▸ **What needs to be done**: Copy whichever lines of the data hold the word "made".

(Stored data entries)
────────────────────────────────────────

//! Status and result protocol over a key-value store
//!
//! Results and statuses of a batch live under a shared key with one subkey
//! per job index. Result writes are read back and retried when the store
//! has not made them visible yet; result reads that must succeed are retried
//! with a fixed backoff.

use mlbatch_config::StoreConfig;
use mlbatch_core::{JobResult, JobStatus};
use mlbatch_resilience::{RetryError, RetryExecutor, RetryPolicy};
use std::collections::BTreeMap;
use std::sync::Arc;
use tracing::{debug, warn};

use crate::error::{StorageError, StorageResult};
use crate::kv::KvStore;

/// Value written under a halt key
const HALT_VALUE: &str = "halt";

/// Typed status/result access with consistency retries
#[derive(Clone)]
pub struct StatusResultStore {
    kv: Arc<dyn KvStore>,
    write_policy: RetryPolicy,
    read_policy: RetryPolicy,
}

impl StatusResultStore {
    /// Use the retry budget of `config`
    pub fn new(kv: Arc<dyn KvStore>, config: &StoreConfig) -> Self {
        Self::with_policies(
            kv,
            RetryPolicy::immediate(config.write_attempts),
            RetryPolicy::fixed(config.read_attempts, config.read_backoff),
        )
    }

    pub fn with_policies(
        kv: Arc<dyn KvStore>,
        write_policy: RetryPolicy,
        read_policy: RetryPolicy,
    ) -> Self {
        Self {
            kv,
            write_policy,
            read_policy,
        }
    }

    /// Underlying key-value store
    pub fn kv(&self) -> &Arc<dyn KvStore> {
        &self.kv
    }

    /// Persist a job result and confirm it is readable
    pub async fn put_result(&self, key: &str, index: usize, result: &JobResult) -> StorageResult<()> {
        let subkey = index.to_string();
        let value = serde_json::to_value(result)?;
        self.save_confirmed(key, &subkey, &value).await
    }

    /// Fetch a job result
    ///
    /// With `cache_only` a single attempt is made and an absent result is
    /// `None`. Otherwise an absent result is retried and finally reported as
    /// [`StorageError::Unavailable`].
    pub async fn get_result(
        &self,
        key: &str,
        index: usize,
        cache_only: bool,
    ) -> StorageResult<Option<JobResult>> {
        let subkey = index.to_string();
        if cache_only {
            return self.load_result(key, &subkey).await;
        }

        let executor = RetryExecutor::new(self.read_policy.clone());
        let subkey = subkey.as_str();
        let outcome = executor
            .execute(|| async move {
                match self.load_result(key, subkey).await? {
                    Some(result) => Ok(result),
                    None => Err(StorageError::ResultMissing {
                        key: key.to_string(),
                        subkey: subkey.to_string(),
                    }),
                }
            })
            .await;

        match outcome {
            Ok(result) => Ok(Some(result)),
            Err(RetryError::MaxAttemptsExceeded { attempts, .. }) => {
                warn!(key, index, attempts, "Result never appeared in store");
                Err(StorageError::Unavailable {
                    key: key.to_string(),
                    subkey: subkey.to_string(),
                    attempts,
                })
            }
            Err(RetryError::NonRetryableError(e)) => Err(e),
        }
    }

    /// Record the status of a job
    pub async fn put_status(&self, key: &str, index: usize, status: JobStatus) -> StorageResult<()> {
        debug!(key, index, status = %status, "Recording job status");
        self.kv
            .set_value(key, Some(&index.to_string()), status.as_str())
            .await
    }

    pub async fn get_status(&self, key: &str, index: usize) -> StorageResult<Option<JobStatus>> {
        let value = self.kv.get_value(key, Some(&index.to_string())).await?;
        match value {
            Some(text) => text.trim().parse::<JobStatus>().map(Some).map_err(|e| {
                StorageError::SerializationError(format!("unknown job status '{}'", e.0))
            }),
            None => Ok(None),
        }
    }

    /// Every recorded status under `key`, by job index
    pub async fn statuses(&self, key: &str) -> StorageResult<BTreeMap<usize, JobStatus>> {
        let mut statuses = BTreeMap::new();
        for subkey in self.kv.list_subkeys(key).await? {
            let Ok(index) = subkey.parse::<usize>() else {
                continue;
            };
            if let Some(status) = self.get_status(key, index).await? {
                statuses.insert(index, status);
            }
        }
        Ok(statuses)
    }

    /// Whether the halt signal under `key` is set (any non-empty value)
    pub async fn is_halted(&self, key: &str) -> StorageResult<bool> {
        Ok(self
            .kv
            .get_value(key, None)
            .await?
            .is_some_and(|value| !value.trim().is_empty()))
    }

    pub async fn set_halt(&self, key: &str) -> StorageResult<()> {
        self.kv.set_value(key, None, HALT_VALUE).await
    }

    pub async fn clear_halt(&self, key: &str) -> StorageResult<()> {
        self.kv.delete_value(key, None).await
    }

    /// Look up a previously successful result by job signature
    pub async fn cached_result(&self, cache_key: &str, signature: &str) -> StorageResult<Option<JobResult>> {
        let result = self.load_result(cache_key, signature).await?;
        Ok(result.filter(JobResult::is_computed))
    }

    /// Remember a result under its job signature
    pub async fn cache_result(
        &self,
        cache_key: &str,
        signature: &str,
        result: &JobResult,
    ) -> StorageResult<()> {
        let value = serde_json::to_value(result)?;
        self.kv.save_object(cache_key, Some(signature), &value).await
    }

    async fn load_result(&self, key: &str, subkey: &str) -> StorageResult<Option<JobResult>> {
        match self.kv.load_object(key, Some(subkey)).await? {
            Some(value) => Ok(Some(serde_json::from_value(value)?)),
            None => Ok(None),
        }
    }

    async fn save_confirmed(
        &self,
        key: &str,
        subkey: &str,
        value: &serde_json::Value,
    ) -> StorageResult<()> {
        let executor = RetryExecutor::new(self.write_policy.clone());
        let kv = &self.kv;
        let outcome = executor
            .execute(|| async move {
                kv.save_object(key, Some(subkey), value).await?;
                match kv.load_object(key, Some(subkey)).await? {
                    Some(_) => Ok(()),
                    None => Err(StorageError::ReadBackMissing {
                        key: key.to_string(),
                        subkey: subkey.to_string(),
                    }),
                }
            })
            .await;

        match outcome {
            Ok(()) => Ok(()),
            Err(RetryError::MaxAttemptsExceeded { attempts, .. }) => {
                warn!(key, subkey, attempts, "Write never became visible in store");
                Err(StorageError::Consistency {
                    key: key.to_string(),
                    subkey: subkey.to_string(),
                    attempts,
                })
            }
            Err(RetryError::NonRetryableError(e)) => Err(e),
        }
    }
}

#[cfg(test)]
mod tests {
    use super::*;
    use crate::stores::testing::FlakyKvStore;
    use crate::stores::InMemoryKvStore;
    use std::time::Duration;

    fn flaky(misses: u32) -> (Arc<FlakyKvStore>, StatusResultStore) {
        let kv = Arc::new(FlakyKvStore::new(Arc::new(InMemoryKvStore::new()), misses));
        let store = StatusResultStore::new(kv.clone(), &StoreConfig::memory());
        (kv, store)
    }

    #[tokio::test]
    async fn test_put_result_survives_transient_read_miss() {
        let (kv, store) = flaky(1);
        let result = JobResult::with_retcode(0);

        store.put_result("results", 4, &result).await.unwrap();

        assert_eq!(kv.reads(), 2);
        assert_eq!(
            store.get_result("results", 4, true).await.unwrap(),
            Some(result)
        );
    }

    #[tokio::test]
    async fn test_put_result_fails_after_three_misses() {
        let (kv, store) = flaky(3);

        let err = store
            .put_result("results", 0, &JobResult::with_retcode(0))
            .await
            .unwrap_err();

        assert!(matches!(
            err,
            StorageError::Consistency { attempts: 3, .. }
        ));
        assert_eq!(kv.reads(), 3);
    }

    #[tokio::test(start_paused = true)]
    async fn test_get_result_retries_then_gives_up() {
        let (kv, store) = flaky(0);
        let started = tokio::time::Instant::now();

        let err = store.get_result("results", 7, false).await.unwrap_err();

        assert!(matches!(err, StorageError::Unavailable { attempts: 3, .. }));
        assert_eq!(kv.reads(), 3);
        assert!(started.elapsed() >= Duration::from_secs(2));
    }

    #[tokio::test(start_paused = true)]
    async fn test_get_result_recovers_from_late_visibility() {
        let (kv, store) = flaky(0);
        store
            .put_result("results", 1, &JobResult::with_retcode(3))
            .await
            .unwrap();
        kv.miss_next(2);

        let result = store.get_result("results", 1, false).await.unwrap();
        assert_eq!(result.and_then(|r| r.retcode), Some(3));
    }

    #[tokio::test]
    async fn test_cache_only_read_is_single_attempt() {
        let (kv, store) = flaky(0);
        assert_eq!(store.get_result("results", 0, true).await.unwrap(), None);
        assert_eq!(kv.reads(), 1);
    }

    #[tokio::test]
    async fn test_halt_signal() {
        let store = StatusResultStore::new(Arc::new(InMemoryKvStore::new()), &StoreConfig::memory());

        assert!(!store.is_halted("stop").await.unwrap());
        store.kv().set_value("stop", None, "  ").await.unwrap();
        assert!(!store.is_halted("stop").await.unwrap());

        store.set_halt("stop").await.unwrap();
        assert!(store.is_halted("stop").await.unwrap());

        store.clear_halt("stop").await.unwrap();
        assert!(!store.is_halted("stop").await.unwrap());
    }

    #[tokio::test]
    async fn test_statuses_by_index() {
        let store = StatusResultStore::new(Arc::new(InMemoryKvStore::new()), &StoreConfig::memory());

        store.put_status("st", 0, JobStatus::Running).await.unwrap();
        store.put_status("st", 0, JobStatus::Finished).await.unwrap();
        store.put_status("st", 2, JobStatus::ResultNotFound).await.unwrap();

        assert_eq!(
            store.get_status("st", 0).await.unwrap(),
            Some(JobStatus::Finished)
        );
        assert_eq!(store.get_status("st", 1).await.unwrap(), None);

        let all = store.statuses("st").await.unwrap();
        assert_eq!(all.len(), 2);
        assert_eq!(all[&2], JobStatus::ResultNotFound);
    }

    #[tokio::test]
    async fn test_job_cache_ignores_pending_results() {
        let store = StatusResultStore::new(Arc::new(InMemoryKvStore::new()), &StoreConfig::memory());
        let signature = "a".repeat(64);

        store
            .cache_result("cache", &signature, &JobResult::pending())
            .await
            .unwrap();
        assert_eq!(store.cached_result("cache", &signature).await.unwrap(), None);

        store
            .cache_result("cache", &signature, &JobResult::with_retcode(0))
            .await
            .unwrap();
        assert!(store
            .cached_result("cache", &signature)
            .await
            .unwrap()
            .is_some());
    }
}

────────────────────────────────────────

▸ **Finished exercise**:
//! has not made them visible yet; result reads that must succeed are retried
    /// With `cache_only` a single attempt is made and an absent result is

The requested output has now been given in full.